You can filter the results to only include your meter using the --filterid switch. My meter had the ID printed on it, but it wouldn’t have been hard to compare my current meter reading to all of the results to find the ID.

Influx Python Upload Script

The final step of the collection was to send the data to InfluxDB. I decided to go with a simple Python script to parse then forward that information on to the database. Rtlmar is capable of outputting its data in JSON format which made reading the data simple line by line. Python also has a nice Influx client library (that I was already planning to use on the API side of things), however the version that is in the Rasbian package is out of date and does not work with the latest Influx version. The one in pip works just fine.

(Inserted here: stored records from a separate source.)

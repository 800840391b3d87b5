//! Game rules for tic-tac-toe.
//!
//! Pure functions over a [`Board`](crate::Board): line detection and
//! outcome evaluation. Rules are separated from board storage so the
//! validator, the AI search and the session state machine share them.

mod line;
mod outcome;

pub use line::{LINES, WinningLine, winning_line};
pub use outcome::{GameStatus, evaluate, status};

$ sudo apt-get install python-pip
$ sudo pip install influxdb # Do not use the python-influxdb package

The script itself is pretty simple. It starts rtlamr with a filter for my meter’s ID and a JSON output format. The output is parsed line by line, converted into a format for Influx, and then sent onward. Below is the current state of the script (with placeholders for my db info and my meter ID).

#!/usr/bin/env python
import sys
import json
import subprocess
import time
from influxdb import InfluxDBClient


# Delay. Useful for now while I try and figure out systemd targets. I've had
# issues where if both powermon and rtlamr start immediately at boot, no data is
# reported. The delay solves the problem but I don't like it.
time.sleep(2*60)

client = InfluxDBClient('{influx host}', 8086, '{username}', '{password}', '{database}', True)

proc = subprocess.Popen(['/opt/powermon/rtlamr', '-filterid={meter ID}', '-quiet=true', '-format=json'],stdout=subprocess.PIPE)

while True:
    line = proc.stdout.readline()
    if not line:
        break

    data=json.loads(line)
    message = [{"measurement":"consumption", "time": data['Time'], "tags": {"meter": data['Message']['ID'] }, "fields": {"value": data['Message']['Consumption']}}]
    client.write_points(message)

Just like rtl_tcp, I created a systemd unit file to start powermon at boot.

[Unit]
Description=Python PowerMon Influx Client
Wants=network-online.target rtl_tcp.service
After=network-online.target rtl_tcp.service

[Service]
ExecStart=/opt/powermon/powermon.py
Restart=always

[Install]
WantedBy=multi-user.target

I then enabled it sudo systemctl enable powermon.service

Problems

For now the biggest problem I’m having is the clock on the Raspberry Pi. Any time I lose power (a very infrequent event), the clock gets out of sync. I’ve tried some of the recommended fixes, but so far nothing has seemed to work. I don’t lose any data when this occurs, but the it does throw off the data.

I’m also not a fan of having the 2 minute delay in the script, but that’s a relatively minor problem for now.